Еще одна любимая игра в Риме и Тоскане — Руццола, названная так от круглого деревянного диска, с которым в нее играют. Вокруг него игрок туго наматывает шнур, который резким броском и обратным рывком руки разматывает так, чтобы диск закружился вдоль дороги. За стенами и вдоль всех главных проспектов, ведущих в город, постоянно встречаются компании, играющие в эту игру; и зачастую, прежде чем игроки станут видны, диск можно увидеть подскакивающим на каком-нибудь повороте, к большой опасности для чьих-либо ног. Тот, чей диск прокрутится дальше всех, выигрывает очко. Это отличная игра для прогулок, и требуется некоторая сноровка, чтобы пустить диск ровно вдоль дороги. Часто самые быстрые диски, если они не направлены хорошо, перепрыгивают через живые изгороди, разбиваются о стены или зарываются в спутанные канавы; а если они хорошо пущены и случайно попадают на камень на дороге, они подпрыгивают как сумасшедшие в воздух, рискуя нанести серьезную травму любому случайному прохожему. В деревне вместо деревянных дисков контадини часто используют качо ди пекора, своего рода твердый козий сыр, корка которого выдержит самую грубую игру. Каковы же тогда должны быть пищеварительные способности тех, кто его ест, можно себе представить. Подобно пептическому сельскому жителю, они, вероятно, не знают, что у них есть желудок, так как никогда его не чувствовали; и, конечно, они могут сказать вместе с Тони Лампкином: «Он никогда не причиняет мне вреда, и я сплю после него как гончая».

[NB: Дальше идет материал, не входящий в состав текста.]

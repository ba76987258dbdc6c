// SPDX-License-Identifier: MPL-2.0
//! Hex color domain type for carousel styling options.
//!
//! Colors are configured the way designers write them (`"CB786C"`,
//! `"#CB786CFF"`) and validated once, so styling code never has to deal
//! with malformed strings.

use crate::error::ConfigurationError;
use std::fmt;
use std::str::FromStr;

/// An sRGB color parsed from 6 (`RRGGBB`) or 8 (`RRGGBBAA`) hex digits.
///
/// # Example
///
/// ```
/// use iced_carousel::carousel::HexColor;
///
/// let color: HexColor = "#CB786C".parse().unwrap();
/// assert_eq!(color.to_hex(), "CB786C");
/// assert_eq!(color.alpha(), 255);
/// ```
#[derive(Debug, Clone, Copy, PartialEq, Eq, Hash)]
pub struct HexColor {
    r: u8,
    g: u8,
    b: u8,
    a: u8,
}

impl HexColor {
    /// Creates an opaque color from its channels.
    #[must_use]
    pub const fn rgb(r: u8, g: u8, b: u8) -> Self {
        Self { r, g, b, a: 255 }
    }

    /// Parses a hex string, accepting an optional leading `#`.
    ///
    /// Errors name the generic `color` field; use [`HexColor::parse_field`]
    /// to report the option the value came from.
    pub fn parse(value: &str) -> Result<Self, ConfigurationError> {
        Self::parse_field("color", value)
    }

    /// Like [`HexColor::parse`], reporting failures against `field`.
    pub fn parse_field(field: &'static str, value: &str) -> Result<Self, ConfigurationError> {
        let invalid = || ConfigurationError::InvalidColor {
            field,
            value: value.to_string(),
        };
        let digits = value.trim().trim_start_matches('#');

        if !(digits.len() == 6 || digits.len() == 8) || !digits.is_ascii() {
            return Err(invalid());
        }

        let channel = |index: usize| {
            u8::from_str_radix(&digits[index..index + 2], 16).map_err(|_| invalid())
        };

        Ok(Self {
            r: channel(0)?,
            g: channel(2)?,
            b: channel(4)?,
            a: if digits.len() == 8 { channel(6)? } else { 255 },
        })
    }

    /// Returns the `RRGGBB` form, uppercase, without `#`.
    #[must_use]
    pub fn to_hex(self) -> String {
        format!("{:02X}{:02X}{:02X}", self.r, self.g, self.b)
    }

    /// Returns the `RRGGBBAA` form, uppercase, without `#`.
    #[must_use]
    pub fn to_hex_with_alpha(self) -> String {
        format!("{}{:02X}", self.to_hex(), self.a)
    }

    /// Returns the alpha channel (255 when parsed from 6 digits).
    #[must_use]
    pub fn alpha(self) -> u8 {
        self.a
    }

    /// Returns the channels as `[r, g, b, a]`.
    #[must_use]
    pub fn channels(self) -> [u8; 4] {
        [self.r, self.g, self.b, self.a]
    }
}

impl FromStr for HexColor {
    type Err = ConfigurationError;

    fn from_str(s: &str) -> Result<Self, Self::Err> {
        Self::parse(s)
    }
}

impl fmt::Display for HexColor {
    fn fmt(&self, f: &mut fmt::Formatter<'_>) -> fmt::Result {
        write!(f, "#{}", self.to_hex())
    }
}

impl From<HexColor> for iced::Color {
    fn from(color: HexColor) -> Self {
        iced::Color::from_rgba8(color.r, color.g, color.b, f32::from(color.a) / 255.0)
    }
}
// SPDX-License-Identifier: MPL-2.0
//! Window/application icon.
//!
//! The icon is the carousel's own dashed ring, rasterized at runtime from the
//! border SVG. Falls back to `None` if rendering fails.

use crate::carousel::{BorderDecoration, HexColor};
use crate::config::{DEFAULT_BORDER_COLOR, DEFAULT_BORDER_WIDTH};
use iced::window::{icon, Icon};

const ICON_SIZE: u32 = 128;

/// Ring decoration used for the icon, with a stroke thick enough to read at
/// title-bar sizes.
fn icon_decoration(color: HexColor) -> BorderDecoration {
    BorderDecoration {
        ring_radius: 64.0,
        width: DEFAULT_BORDER_WIDTH * 2.0,
        color,
    }
}

/// Rasterize the ring to a 128x128 RGBA icon in `color`, or the default
/// border color when `None`.
pub fn load_window_icon(color: Option<HexColor>) -> Option<Icon> {
    let color = match color {
        Some(color) => color,
        None => HexColor::parse(DEFAULT_BORDER_COLOR).ok()?,
    };

    match icon_decoration(color).rasterize(ICON_SIZE) {
        Ok(data) => icon::from_rgba(data, ICON_SIZE, ICON_SIZE).ok(),
        Err(err) => {
            tracing::warn!(%err, "window icon unavailable");
            None
        }
    }
}

#[cfg(test)]
mod tests {
    use super::*;

    #[test]
    fn default_icon_is_built() {
        assert!(load_window_icon(None).is_some());
    }

    #[test]
    fn icon_ring_fills_the_icon() {
        let decoration = icon_decoration(HexColor::rgb(0, 0, 0));
        assert_eq!(decoration.size(), ICON_SIZE as f32);
    }
}
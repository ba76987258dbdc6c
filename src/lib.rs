// SPDX-License-Identifier: MPL-2.0
//! `iced_carousel` is a radial rotating carousel built with the Iced GUI
//! framework.
//!
//! Items sit evenly on a ring around a central focus slot. Rotating the ring
//! moves focus to the neighbouring item while every item stays upright. The
//! [`carousel`] module holds the toolkit-independent core (layout, focus
//! reducer, timers, border decoration); [`ui`] binds it to Iced and [`app`]
//! is a small demo viewer.

#![doc(html_root_url = "https://docs.rs/iced_carousel/0.1.0")]

pub mod app;
pub mod carousel;
pub mod config;
pub mod directory_scanner;
pub mod error;
pub mod icon;
pub mod ui;
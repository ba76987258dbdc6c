// SPDX-License-Identifier: MPL-2.0
//! Centralized default values for all configuration constants.
//!
//! This module serves as the single source of truth for default values
//! used across the crate. Constants are organized by category.
//!
//! # Categories
//!
//! - **Geometry**: Ring and item radii, offset angle
//! - **Timing**: Auto-rotation interval and transition duration
//! - **Border**: Decorative dashed ring
//! - **Navigation**: Retreat/advance button styling
//! - **Presentation**: Focus scaling and item shadows

// ==========================================================================
// Geometry Defaults
// ==========================================================================

/// Default angular offset applied to the initial layout (in degrees).
pub const DEFAULT_OFFSET_ANGLE_DEG: f32 = 0.0;

/// Default radius of the ring the peripheral items orbit on (in pixels).
pub const DEFAULT_RING_RADIUS: f32 = 400.0;

/// Default radius of the central focus slot (in pixels).
pub const DEFAULT_CENTRAL_ITEM_RADIUS: f32 = 125.0;

/// Default radius of each peripheral item (in pixels).
pub const DEFAULT_PERIPHERAL_ITEM_RADIUS: f32 = 75.0;

/// Inset of the central slot from the ring center (in pixels).
pub const CENTRAL_SLOT_INSET: f32 = 10.0;

// ==========================================================================
// Timing Defaults
// ==========================================================================

/// Default auto-rotation interval in seconds (0 disables auto-rotation).
pub const DEFAULT_AUTO_ROTATE_INTERVAL_SECS: f32 = 0.0;

/// Default duration of the rotation animation in seconds.
pub const DEFAULT_TRANSITION_DURATION_SECS: f32 = 1.5;

/// Frame interval used while a rotation animation is running (~60 FPS).
pub const ANIMATION_FRAME_MILLIS: u64 = 16;

/// Polling interval of the auto-rotation tick while idle.
pub const AUTO_ROTATE_POLL_MILLIS: u64 = 100;

// ==========================================================================
// Border Defaults
// ==========================================================================

/// Whether the decorative dashed ring is drawn by default.
pub const DEFAULT_BORDER_ENABLED: bool = true;

/// Default stroke width of the decorative ring (in pixels).
pub const DEFAULT_BORDER_WIDTH: f32 = 5.0;

/// Default stroke color of the decorative ring (RGB hex, no `#`).
pub const DEFAULT_BORDER_COLOR: &str = "CB786C";

/// Dash pattern of the decorative ring: dash length, gap length.
pub const BORDER_DASH_PATTERN: (f32, f32) = (6.0, 24.0);

// ==========================================================================
// Navigation Defaults
// ==========================================================================

/// Default radius of the navigation buttons (in pixels).
pub const DEFAULT_NAVIGATION_BUTTON_RADIUS: f32 = 32.5;

/// Default glyph color of the navigation buttons.
pub const DEFAULT_NAVIGATION_BUTTON_COLOR: &str = "FFFFFF";

/// Default background color of the navigation buttons.
pub const DEFAULT_NAVIGATION_BUTTON_BG_COLOR: &str = "CB786C";

/// Default glyph size of the navigation buttons (in rem).
pub const DEFAULT_NAVIGATION_TEXT_SIZE_REM: f32 = 2.0;

/// Pixels per rem when converting navigation text sizes.
pub const PIXELS_PER_REM: f32 = 16.0;

/// Horizontal shift of the navigation row, as a multiple of the button radius.
pub const NAVIGATION_MARGIN_FACTOR: f32 = 1.8;

// ==========================================================================
// Presentation Defaults
// ==========================================================================

/// Scale of the focused peripheral item.
pub const FOCUSED_ITEM_SCALE: f32 = 1.0;

/// Scale of every non-focused peripheral item.
pub const UNFOCUSED_ITEM_SCALE: f32 = 0.7;

/// Default item shadow: horizontal offset (in pixels).
pub const DEFAULT_SHADOW_OFFSET_X: f32 = 5.0;

/// Default item shadow: vertical offset (in pixels).
pub const DEFAULT_SHADOW_OFFSET_Y: f32 = 10.0;

/// Default item shadow: blur radius (in pixels).
pub const DEFAULT_SHADOW_BLUR: f32 = 18.0;

/// Default item shadow color.
pub const DEFAULT_SHADOW_COLOR: &str = "888888";

// ==========================================================================
// Compile-time Validation
// ==========================================================================

const _: () = {
    // Geometry validation
    assert!(DEFAULT_RING_RADIUS > 0.0);
    assert!(DEFAULT_CENTRAL_ITEM_RADIUS > 0.0);
    assert!(DEFAULT_PERIPHERAL_ITEM_RADIUS > 0.0);
    assert!(DEFAULT_PERIPHERAL_ITEM_RADIUS < DEFAULT_RING_RADIUS);
    assert!(DEFAULT_CENTRAL_ITEM_RADIUS + CENTRAL_SLOT_INSET < DEFAULT_RING_RADIUS);

    // Timing validation
    assert!(DEFAULT_AUTO_ROTATE_INTERVAL_SECS >= 0.0);
    assert!(DEFAULT_TRANSITION_DURATION_SECS >= 0.0);
    assert!(ANIMATION_FRAME_MILLIS > 0);
    assert!(AUTO_ROTATE_POLL_MILLIS >= ANIMATION_FRAME_MILLIS);

    // Border validation
    assert!(DEFAULT_BORDER_WIDTH >= 0.0);
    assert!(BORDER_DASH_PATTERN.0 > 0.0);
    assert!(BORDER_DASH_PATTERN.1 > 0.0);

    // Navigation validation
    assert!(DEFAULT_NAVIGATION_BUTTON_RADIUS > 0.0);
    assert!(DEFAULT_NAVIGATION_TEXT_SIZE_REM > 0.0);
    assert!(PIXELS_PER_REM > 0.0);

    // Presentation validation
    assert!(UNFOCUSED_ITEM_SCALE > 0.0);
    assert!(UNFOCUSED_ITEM_SCALE < FOCUSED_ITEM_SCALE);
    assert!(DEFAULT_SHADOW_BLUR >= 0.0);
};
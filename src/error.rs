// SPDX-License-Identifier: MPL-2.0
use std::fmt;

#[derive(Debug, Clone, PartialEq)]
pub enum Error {
    Io(String),
    Svg(String),
    Config(String),
    InvalidConfiguration(ConfigurationError),
}

/// Reasons a carousel configuration is rejected at construction.
///
/// Every variant is a precondition violation: the carousel refuses to build
/// rather than letting undefined geometry (NaN positions, zero-item angular
/// steps) reach the rendering surface.
#[derive(Debug, Clone, PartialEq)]
pub enum ConfigurationError {
    /// The item list is empty, so the angular step `360 / N` is undefined.
    NoItems,

    /// A radius is not a finite, strictly positive number, or is too large
    /// for the widget to be laid out.
    InvalidRadius { field: &'static str, value: f32 },

    /// The offset angle is not finite.
    InvalidAngle(f32),

    /// A duration is negative, not finite, or too long for a timer.
    InvalidDuration { field: &'static str, value: f32 },

    /// The border stroke width is negative or not finite.
    InvalidBorderWidth(f32),

    /// A color string is not 6 or 8 hexadecimal digits.
    InvalidColor { field: &'static str, value: String },

    /// A shadow is not of the form `<x>px <y>px <blur>px #RRGGBB`.
    InvalidShadow { field: &'static str, value: String },
}

impl ConfigurationError {
    /// Returns the name of the offending option, as used in `settings.toml`.
    pub fn field(&self) -> &'static str {
        match self {
            ConfigurationError::NoItems => "items",
            ConfigurationError::InvalidRadius { field, .. } => *field,
            ConfigurationError::InvalidAngle(_) => "offset_angle",
            ConfigurationError::InvalidDuration { field, .. } => *field,
            ConfigurationError::InvalidBorderWidth(_) => "border_width",
            ConfigurationError::InvalidColor { field, .. } => *field,
            ConfigurationError::InvalidShadow { field, .. } => *field,
        }
    }
}

impl fmt::Display for ConfigurationError {
    fn fmt(&self, f: &mut fmt::Formatter<'_>) -> fmt::Result {
        match self {
            ConfigurationError::NoItems => write!(f, "carousel needs at least one item"),
            ConfigurationError::InvalidRadius { field, value } => {
                write!(
                    f,
                    "{} must be a positive number the layout can hold, got {}",
                    field, value
                )
            }
            ConfigurationError::InvalidAngle(value) => {
                write!(f, "offset_angle must be finite, got {}", value)
            }
            ConfigurationError::InvalidDuration { field, value } => {
                write!(f, "{} must be a zero or positive number of seconds, got {}", field, value)
            }
            ConfigurationError::InvalidBorderWidth(value) => {
                write!(f, "border_width must be zero or positive, got {}", value)
            }
            ConfigurationError::InvalidColor { field, value } => {
                write!(f, "{} is not a hex color: {:?}", field, value)
            }
            ConfigurationError::InvalidShadow { field, value } => {
                write!(f, "{} is not a shadow: {:?}", field, value)
            }
        }
    }
}

impl fmt::Display for Error {
    fn fmt(&self, f: &mut fmt::Formatter<'_>) -> fmt::Result {
        match self {
            Error::Io(e) => write!(f, "I/O Error: {}", e),
            Error::Svg(e) => write!(f, "SVG Error: {}", e),
            Error::Config(e) => write!(f, "Config Error: {}", e),
            Error::InvalidConfiguration(e) => write!(f, "Invalid Carousel Configuration: {}", e),
        }
    }
}

impl std::error::Error for Error {
    fn source(&self) -> Option<&(dyn std::error::Error + 'static)> {
        match self {
            Error::InvalidConfiguration(err) => Some(err),
            _ => None,
        }
    }
}

impl std::error::Error for ConfigurationError {}

impl From<ConfigurationError> for Error {
    fn from(err: ConfigurationError) -> Self {
        Error::InvalidConfiguration(err)
    }
}

impl From<std::io::Error> for Error {
    fn from(err: std::io::Error) -> Self {
        Error::Io(err.to_string())
    }
}

impl From<resvg::usvg::Error> for Error {
    fn from(err: resvg::usvg::Error) -> Self {
        Error::Svg(err.to_string())
    }
}

impl From<toml::de::Error> for Error {
    fn from(err: toml::de::Error) -> Self {
        Error::Config(err.to_string())
    }
}

impl From<toml::ser::Error> for Error {
    fn from(err: toml::ser::Error) -> Self {
        Error::Config(err.to_string())
    }
}

pub type Result<T> = std::result::Result<T, Error>;
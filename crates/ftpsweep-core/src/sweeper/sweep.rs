use std::fmt;

use chrono::{DateTime, Duration, Utc};
use tracing::{debug, info, warn};

use crate::config::{keys, SweepConfig};
use crate::remote::{RemoteConnector, RemoteEntry, RemoteSession};
use crate::{Error, Result};

/// Counters for one sweep
#[derive(Debug, Clone, Default, PartialEq, Eq)]
pub struct SweepReport {
    pub dry_run: bool,
    pub files_scanned: u32,
    pub file_candidates: u32,
    pub files_deleted: u32,
    pub file_failures: u32,
    pub dirs_checked: u32,
    pub dirs_pruned: u32,
    pub dir_failures: u32,
}

impl fmt::Display for SweepReport {
    fn fmt(&self, f: &mut fmt::Formatter<'_>) -> fmt::Result {
        if self.dry_run {
            write!(
                f,
                "DryRun: {} of {} files would be deleted, {} of {} folders would be removed",
                self.file_candidates, self.files_scanned, self.dirs_pruned, self.dirs_checked
            )
        } else {
            write!(
                f,
                "{} of {} files deleted ({} failed), {} of {} folders removed ({} failed)",
                self.files_deleted,
                self.files_scanned,
                self.file_failures,
                self.dirs_pruned,
                self.dirs_checked,
                self.dir_failures
            )
        }
    }
}

/// Strictly older than `now - max_age_days`
///
/// A window reaching back past the earliest representable date expires
/// nothing.
pub fn is_expired(modified_at: DateTime<Utc>, now: DateTime<Utc>, max_age_days: u32) -> bool {
    match now.checked_sub_signed(Duration::days(i64::from(max_age_days))) {
        Some(cutoff) => modified_at < cutoff,
        None => false,
    }
}

/// Validate configuration and open a session
///
/// Host, user and password are checked first, then the retention window: a
/// connection without a usable policy is not worth opening.
pub async fn connect(
    config: &SweepConfig,
    connector: &dyn RemoteConnector,
) -> Result<Box<dyn RemoteSession>> {
    let params = config.connection_params()?;
    config.max_age_days()?;

    debug!("Connecting to {} as {}", params.address(), params.username);
    match connector.connect(&params).await {
        Ok(session) => Ok(session),
        Err(e @ Error::Connection(_)) => Err(e),
        Err(e) => Err(Error::Connection(e.to_string())),
    }
}

/// Run one full cycle: connect, list, delete expired files, prune empty folders
pub async fn sweep_once(
    config: &SweepConfig,
    connector: &dyn RemoteConnector,
    now: DateTime<Utc>,
) -> Result<SweepReport> {
    let session = connect(config, connector).await?;
    let result = sweep_session(config, session.as_ref(), now).await;

    if let Err(e) = session.close().await {
        debug!("Closing session failed: {}", e);
    }

    result
}

async fn sweep_session(
    config: &SweepConfig,
    session: &dyn RemoteSession,
    now: DateTime<Utc>,
) -> Result<SweepReport> {
    let directory = config
        .directory()
        .ok_or(Error::ConfigMissing(keys::FTP_DIRECTORY))?;

    if !session.directory_exists(&directory).await? {
        return Err(Error::DirectoryNotFound(directory));
    }

    let snapshot = session.list_recursive(&directory).await?;

    let max_age_days = config.max_age_days()?;
    let dry_run = config.dry_run();

    let mut report = SweepReport {
        dry_run,
        ..Default::default()
    };

    delete_expired_files(session, &snapshot, now, max_age_days, &mut report).await;
    prune_empty_directories(session, &snapshot, &mut report).await;

    Ok(report)
}

async fn delete_expired_files(
    session: &dyn RemoteSession,
    snapshot: &[RemoteEntry],
    now: DateTime<Utc>,
    max_age_days: u32,
    report: &mut SweepReport,
) {
    for file in snapshot.iter().filter(|e| e.is_file()) {
        report.files_scanned += 1;

        if !is_expired(file.modified_at, now, max_age_days) {
            continue;
        }

        report.file_candidates += 1;
        let age_days = (now - file.modified_at).num_days();

        if report.dry_run {
            info!(
                "DryRun: delete {} : {} days old - {}",
                file.full_path, age_days, file.modified_at
            );
            continue;
        }

        match session.delete_file(&file.full_path).await {
            Ok(()) => {
                info!(
                    "deleted {} : {} days old - {}",
                    file.full_path, age_days, file.modified_at
                );
                report.files_deleted += 1;
            }
            Err(e) => {
                warn!("Failed to delete {}: {}", file.full_path, e);
                report.file_failures += 1;
            }
        }
    }
}

async fn prune_empty_directories(
    session: &dyn RemoteSession,
    snapshot: &[RemoteEntry],
    report: &mut SweepReport,
) {
    let mut directories: Vec<&RemoteEntry> = snapshot.iter().filter(|e| e.is_directory()).collect();
    // Children first, so a parent holding only empty folders is empty by the time it is listed
    directories.sort_by_key(|d| std::cmp::Reverse(d.depth()));

    for directory in directories {
        report.dirs_checked += 1;

        let contents = match session.list_recursive(&directory.full_path).await {
            Ok(contents) => contents,
            Err(e) => {
                warn!("Failed to list folder {}: {}", directory.full_path, e);
                report.dir_failures += 1;
                continue;
            }
        };

        if contents.iter().any(|e| e.is_file()) {
            continue;
        }

        if report.dry_run {
            info!("DryRun: delete empty folder {}", directory.full_path);
            report.dirs_pruned += 1;
            continue;
        }

        match session.delete_directory(&directory.full_path).await {
            Ok(()) => {
                info!("deleted empty folder {}", directory.full_path);
                report.dirs_pruned += 1;
            }
            Err(e) => {
                warn!("Failed to delete folder {}: {}", directory.full_path, e);
                report.dir_failures += 1;
            }
        }
    }
}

Наравне с французами, римляне питают страсть к игре в домино. Каждое кафе снабжено несколькими наборами, и, особенно по вечерам, в него играют молодые и старые с серьезностью, которая поражает нас, саксонцев. Мы обычно презираем эту игру и считаем ее детской. Но я не знаю почему. В нее отнюдь не легко играть хорошо, и она требует внимательной памяти и быстрых способностей к комбинации и расчету. Ни одно кафе в Риме или Марселе не было бы полным без своих маленьких черных и белых костяшек; и поскольку она одновременно интересует самых ртутных и суетливых людей и самых ленивых и вялых, в ней должно быть какое-то скрытое очарование, до сих пор не открытое англосаксам.

Помимо домино, в кафе часто публично играют в шахматы (Scacchi); и есть одно кафе под названием Dei Scacchi, потому что его посещают лучшие шахматисты Рима. Здесь часто устраиваются матчи и играются замечательные партии.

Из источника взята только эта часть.